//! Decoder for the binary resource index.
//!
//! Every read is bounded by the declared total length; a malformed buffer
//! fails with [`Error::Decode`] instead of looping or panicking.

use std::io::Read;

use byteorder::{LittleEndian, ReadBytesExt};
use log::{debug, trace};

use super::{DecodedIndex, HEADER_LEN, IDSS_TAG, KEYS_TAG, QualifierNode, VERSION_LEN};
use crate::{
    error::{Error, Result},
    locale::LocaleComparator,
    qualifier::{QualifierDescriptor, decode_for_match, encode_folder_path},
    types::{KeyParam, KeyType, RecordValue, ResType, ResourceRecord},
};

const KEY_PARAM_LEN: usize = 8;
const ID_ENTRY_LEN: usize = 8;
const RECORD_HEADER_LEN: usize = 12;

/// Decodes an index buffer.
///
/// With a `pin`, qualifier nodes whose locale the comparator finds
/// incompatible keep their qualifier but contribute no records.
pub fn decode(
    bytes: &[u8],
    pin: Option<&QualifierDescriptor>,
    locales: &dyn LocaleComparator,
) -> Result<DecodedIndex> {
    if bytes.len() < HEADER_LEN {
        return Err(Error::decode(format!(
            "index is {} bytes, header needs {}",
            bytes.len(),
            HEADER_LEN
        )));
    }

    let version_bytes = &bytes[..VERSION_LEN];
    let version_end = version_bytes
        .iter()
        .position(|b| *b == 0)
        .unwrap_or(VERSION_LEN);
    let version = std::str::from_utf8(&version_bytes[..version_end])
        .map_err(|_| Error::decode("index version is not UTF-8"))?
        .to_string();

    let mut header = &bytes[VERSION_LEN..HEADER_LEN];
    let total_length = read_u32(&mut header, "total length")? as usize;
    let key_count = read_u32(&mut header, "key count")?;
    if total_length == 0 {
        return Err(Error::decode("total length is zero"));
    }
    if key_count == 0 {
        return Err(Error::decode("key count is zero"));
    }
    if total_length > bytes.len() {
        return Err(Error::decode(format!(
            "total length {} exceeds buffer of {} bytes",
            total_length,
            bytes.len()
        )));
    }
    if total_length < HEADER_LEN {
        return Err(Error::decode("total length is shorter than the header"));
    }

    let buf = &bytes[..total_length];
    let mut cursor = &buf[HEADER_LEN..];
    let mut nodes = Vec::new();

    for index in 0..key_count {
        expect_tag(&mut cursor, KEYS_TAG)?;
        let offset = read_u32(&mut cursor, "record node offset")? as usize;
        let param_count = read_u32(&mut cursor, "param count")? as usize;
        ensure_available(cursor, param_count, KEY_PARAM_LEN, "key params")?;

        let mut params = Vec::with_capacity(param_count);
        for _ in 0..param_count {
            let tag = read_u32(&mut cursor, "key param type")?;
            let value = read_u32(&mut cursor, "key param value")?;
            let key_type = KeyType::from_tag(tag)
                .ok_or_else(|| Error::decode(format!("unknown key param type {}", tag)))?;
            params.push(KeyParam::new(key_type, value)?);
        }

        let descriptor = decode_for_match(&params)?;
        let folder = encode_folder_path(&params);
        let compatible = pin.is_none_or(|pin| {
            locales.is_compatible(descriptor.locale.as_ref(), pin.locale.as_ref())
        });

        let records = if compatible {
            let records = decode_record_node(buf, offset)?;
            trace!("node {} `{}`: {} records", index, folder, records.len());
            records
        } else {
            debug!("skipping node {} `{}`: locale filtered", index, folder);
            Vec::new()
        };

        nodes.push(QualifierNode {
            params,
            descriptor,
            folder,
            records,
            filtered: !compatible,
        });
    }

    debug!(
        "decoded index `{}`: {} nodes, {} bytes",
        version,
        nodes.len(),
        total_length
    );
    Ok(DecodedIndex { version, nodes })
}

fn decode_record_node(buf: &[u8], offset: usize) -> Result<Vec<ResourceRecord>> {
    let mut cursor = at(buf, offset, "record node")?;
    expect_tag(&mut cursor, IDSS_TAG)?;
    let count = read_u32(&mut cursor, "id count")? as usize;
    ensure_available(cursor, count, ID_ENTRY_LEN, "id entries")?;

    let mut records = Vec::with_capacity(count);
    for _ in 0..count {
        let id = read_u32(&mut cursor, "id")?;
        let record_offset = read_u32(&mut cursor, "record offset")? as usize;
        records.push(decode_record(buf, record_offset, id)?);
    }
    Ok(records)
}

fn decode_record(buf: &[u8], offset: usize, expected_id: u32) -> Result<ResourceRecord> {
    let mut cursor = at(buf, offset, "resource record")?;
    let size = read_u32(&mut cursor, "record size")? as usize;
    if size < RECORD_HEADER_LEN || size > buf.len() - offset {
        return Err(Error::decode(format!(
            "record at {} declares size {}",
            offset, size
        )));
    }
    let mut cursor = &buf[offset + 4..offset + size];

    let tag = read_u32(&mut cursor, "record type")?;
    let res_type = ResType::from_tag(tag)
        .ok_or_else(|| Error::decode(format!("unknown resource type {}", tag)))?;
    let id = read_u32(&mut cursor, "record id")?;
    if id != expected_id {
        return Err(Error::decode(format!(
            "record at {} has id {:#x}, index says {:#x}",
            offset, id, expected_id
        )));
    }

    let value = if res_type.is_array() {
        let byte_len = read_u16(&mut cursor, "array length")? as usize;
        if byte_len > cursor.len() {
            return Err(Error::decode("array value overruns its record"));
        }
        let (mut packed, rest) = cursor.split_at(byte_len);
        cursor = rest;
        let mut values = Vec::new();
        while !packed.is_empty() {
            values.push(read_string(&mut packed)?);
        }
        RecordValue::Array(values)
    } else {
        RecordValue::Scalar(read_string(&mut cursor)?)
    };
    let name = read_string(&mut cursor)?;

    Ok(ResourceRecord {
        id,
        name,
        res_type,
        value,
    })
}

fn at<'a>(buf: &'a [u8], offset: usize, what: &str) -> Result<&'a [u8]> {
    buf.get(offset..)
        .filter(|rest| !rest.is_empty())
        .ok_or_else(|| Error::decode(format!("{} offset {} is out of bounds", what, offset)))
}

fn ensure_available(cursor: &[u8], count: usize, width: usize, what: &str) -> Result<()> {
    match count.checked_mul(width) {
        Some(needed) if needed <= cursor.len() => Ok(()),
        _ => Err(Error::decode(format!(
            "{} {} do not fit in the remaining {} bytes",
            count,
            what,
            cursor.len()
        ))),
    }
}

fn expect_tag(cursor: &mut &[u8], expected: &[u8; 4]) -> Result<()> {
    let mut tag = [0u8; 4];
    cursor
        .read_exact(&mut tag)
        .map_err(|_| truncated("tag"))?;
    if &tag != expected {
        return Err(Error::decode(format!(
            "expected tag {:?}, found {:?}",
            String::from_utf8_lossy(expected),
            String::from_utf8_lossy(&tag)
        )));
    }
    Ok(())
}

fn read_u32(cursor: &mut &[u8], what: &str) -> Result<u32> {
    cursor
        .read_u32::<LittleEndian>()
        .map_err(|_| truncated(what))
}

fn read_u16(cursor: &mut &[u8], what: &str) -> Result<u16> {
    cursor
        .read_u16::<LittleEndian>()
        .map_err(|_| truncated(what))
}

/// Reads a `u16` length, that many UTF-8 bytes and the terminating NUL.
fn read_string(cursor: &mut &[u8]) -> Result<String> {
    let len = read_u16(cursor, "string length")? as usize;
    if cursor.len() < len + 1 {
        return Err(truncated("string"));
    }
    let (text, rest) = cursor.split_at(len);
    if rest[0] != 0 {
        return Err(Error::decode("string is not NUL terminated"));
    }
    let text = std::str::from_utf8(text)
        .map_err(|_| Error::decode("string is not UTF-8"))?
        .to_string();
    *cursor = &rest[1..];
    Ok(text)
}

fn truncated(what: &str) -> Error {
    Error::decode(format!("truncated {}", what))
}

# # #

→ Problem to work on
Restate the material above word for word, leaving nothing out.

→ Answer
//! Decoder for the binary resource index.
//!
//! Every read is bounded by the declared total length; a malformed buffer
//! fails with [`Error::Decode`] instead of looping or panicking.

use std::io::Read;

use byteorder::{LittleEndian, ReadBytesExt};
use log::{debug, trace};

use super::{DecodedIndex, HEADER_LEN, IDSS_TAG, KEYS_TAG, QualifierNode, VERSION_LEN};
use crate::{
    error::{Error, Result},
    locale::LocaleComparator,
    qualifier::{QualifierDescriptor, decode_for_match, encode_folder_path},
    types::{KeyParam, KeyType, RecordValue, ResType, ResourceRecord},
};

const KEY_PARAM_LEN: usize = 8;
const ID_ENTRY_LEN: usize = 8;
const RECORD_HEADER_LEN: usize = 12;

/// Decodes an index buffer.
///
/// With a `pin`, qualifier nodes whose locale the comparator finds
/// incompatible keep their qualifier but contribute no records.
pub fn decode(
    bytes: &[u8],
    pin: Option<&QualifierDescriptor>,
    locales: &dyn LocaleComparator,
) -> Result<DecodedIndex> {
    if bytes.len() < HEADER_LEN {
        return Err(Error::decode(format!(
            "index is {} bytes, header needs {}",
            bytes.len(),
            HEADER_LEN
        )));
    }

    let version_bytes = &bytes[..VERSION_LEN];
    let version_end = version_bytes
        .iter()
        .position(|b| *b == 0)
        .unwrap_or(VERSION_LEN);
    let version = std::str::from_utf8(&version_bytes[..version_end])
        .map_err(|_| Error::decode("index version is not UTF-8"))?
        .to_string();

    let mut header = &bytes[VERSION_LEN..HEADER_LEN];
    let total_length = read_u32(&mut header, "total length")? as usize;
    let key_count = read_u32(&mut header, "key count")?;
    if total_length == 0 {
        return Err(Error::decode("total length is zero"));
    }
    if key_count == 0 {
        return Err(Error::decode("key count is zero"));
    }
    if total_length > bytes.len() {
        return Err(Error::decode(format!(
            "total length {} exceeds buffer of {} bytes",
            total_length,
            bytes.len()
        )));
    }
    if total_length < HEADER_LEN {
        return Err(Error::decode("total length is shorter than the header"));
    }

    let buf = &bytes[..total_length];
    let mut cursor = &buf[HEADER_LEN..];
    let mut nodes = Vec::new();

    for index in 0..key_count {
        expect_tag(&mut cursor, KEYS_TAG)?;
        let offset = read_u32(&mut cursor, "record node offset")? as usize;
        let param_count = read_u32(&mut cursor, "param count")? as usize;
        ensure_available(cursor, param_count, KEY_PARAM_LEN, "key params")?;

        let mut params = Vec::with_capacity(param_count);
        for _ in 0..param_count {
            let tag = read_u32(&mut cursor, "key param type")?;
            let value = read_u32(&mut cursor, "key param value")?;
            let key_type = KeyType::from_tag(tag)
                .ok_or_else(|| Error::decode(format!("unknown key param type {}", tag)))?;
            params.push(KeyParam::new(key_type, value)?);
        }

        let descriptor = decode_for_match(&params)?;
        let folder = encode_folder_path(&params);
        let compatible = pin.is_none_or(|pin| {
            locales.is_compatible(descriptor.locale.as_ref(), pin.locale.as_ref())
        });

        let records = if compatible {
            let records = decode_record_node(buf, offset)?;
            trace!("node {} `{}`: {} records", index, folder, records.len());
            records
        } else {
            debug!("skipping node {} `{}`: locale filtered", index, folder);
            Vec::new()
        };

        nodes.push(QualifierNode {
            params,
            descriptor,
            folder,
            records,
            filtered: !compatible,
        });
    }

    debug!(
        "decoded index `{}`: {} nodes, {} bytes",
        version,
        nodes.len(),
        total_length
    );
    Ok(DecodedIndex { version, nodes })
}

fn decode_record_node(buf: &[u8], offset: usize) -> Result<Vec<ResourceRecord>> {
    let mut cursor = at(buf, offset, "record node")?;
    expect_tag(&mut cursor, IDSS_TAG)?;
    let count = read_u32(&mut cursor, "id count")? as usize;
    ensure_available(cursor, count, ID_ENTRY_LEN, "id entries")?;

    let mut records = Vec::with_capacity(count);
    for _ in 0..count {
        let id = read_u32(&mut cursor, "id")?;
        let record_offset = read_u32(&mut cursor, "record offset")? as usize;
        records.push(decode_record(buf, record_offset, id)?);
    }
    Ok(records)
}

fn decode_record(buf: &[u8], offset: usize, expected_id: u32) -> Result<ResourceRecord> {
    let mut cursor = at(buf, offset, "resource record")?;
    let size = read_u32(&mut cursor, "record size")? as usize;
    if size < RECORD_HEADER_LEN || size > buf.len() - offset {
        return Err(Error::decode(format!(
            "record at {} declares size {}",
            offset, size
        )));
    }
    let mut cursor = &buf[offset + 4..offset + size];

    let tag = read_u32(&mut cursor, "record type")?;
    let res_type = ResType::from_tag(tag)
        .ok_or_else(|| Error::decode(format!("unknown resource type {}", tag)))?;
    let id = read_u32(&mut cursor, "record id")?;
    if id != expected_id {
        return Err(Error::decode(format!(
            "record at {} has id {:#x}, index says {:#x}",
            offset, id, expected_id
        )));
    }

    let value = if res_type.is_array() {
        let byte_len = read_u16(&mut cursor, "array length")? as usize;
        if byte_len > cursor.len() {
            return Err(Error::decode("array value overruns its record"));
        }
        let (mut packed, rest) = cursor.split_at(byte_len);
        cursor = rest;
        let mut values = Vec::new();
        while !packed.is_empty() {
            values.push(read_string(&mut packed)?);
        }
        RecordValue::Array(values)
    } else {
        RecordValue::Scalar(read_string(&mut cursor)?)
    };
    let name = read_string(&mut cursor)?;

    Ok(ResourceRecord {
        id,
        name,
        res_type,
        value,
    })
}

fn at<'a>(buf: &'a [u8], offset: usize, what: &str) -> Result<&'a [u8]> {
    buf.get(offset..)
        .filter(|rest| !rest.is_empty())
        .ok_or_else(|| Error::decode(format!("{} offset {} is out of bounds", what, offset)))
}

fn ensure_available(cursor: &[u8], count: usize, width: usize, what: &str) -> Result<()> {
    match count.checked_mul(width) {
        Some(needed) if needed <= cursor.len() => Ok(()),
        _ => Err(Error::decode(format!(
            "{} {} do not fit in the remaining {} bytes",
            count,
            what,
            cursor.len()
        ))),
    }
}

fn expect_tag(cursor: &mut &[u8], expected: &[u8; 4]) -> Result<()> {
    let mut tag = [0u8; 4];
    cursor
        .read_exact(&mut tag)
        .map_err(|_| truncated("tag"))?;
    if &tag != expected {
        return Err(Error::decode(format!(
            "expected tag {:?}, found {:?}",
            String::from_utf8_lossy(expected),
            String::from_utf8_lossy(&tag)
        )));
    }
    Ok(())
}

fn read_u32(cursor: &mut &[u8], what: &str) -> Result<u32> {
    cursor
        .read_u32::<LittleEndian>()
        .map_err(|_| truncated(what))
}

fn read_u16(cursor: &mut &[u8], what: &str) -> Result<u16> {
    cursor
        .read_u16::<LittleEndian>()
        .map_err(|_| truncated(what))
}

/// Reads a `u16` length, that many UTF-8 bytes and the terminating NUL.
fn read_string(cursor: &mut &[u8]) -> Result<String> {
    let len = read_u16(cursor, "string length")? as usize;
    if cursor.len() < len + 1 {
        return Err(truncated("string"));
    }
    let (text, rest) = cursor.split_at(len);
    if rest[0] != 0 {
        return Err(Error::decode("string is not NUL terminated"));
    }
    let text = std::str::from_utf8(text)
        .map_err(|_| Error::decode("string is not UTF-8"))?
        .to_string();
    *cursor = &rest[1..];
    Ok(text)
}

fn truncated(what: &str) -> Error {
    Error::decode(format!("truncated {}", what))
}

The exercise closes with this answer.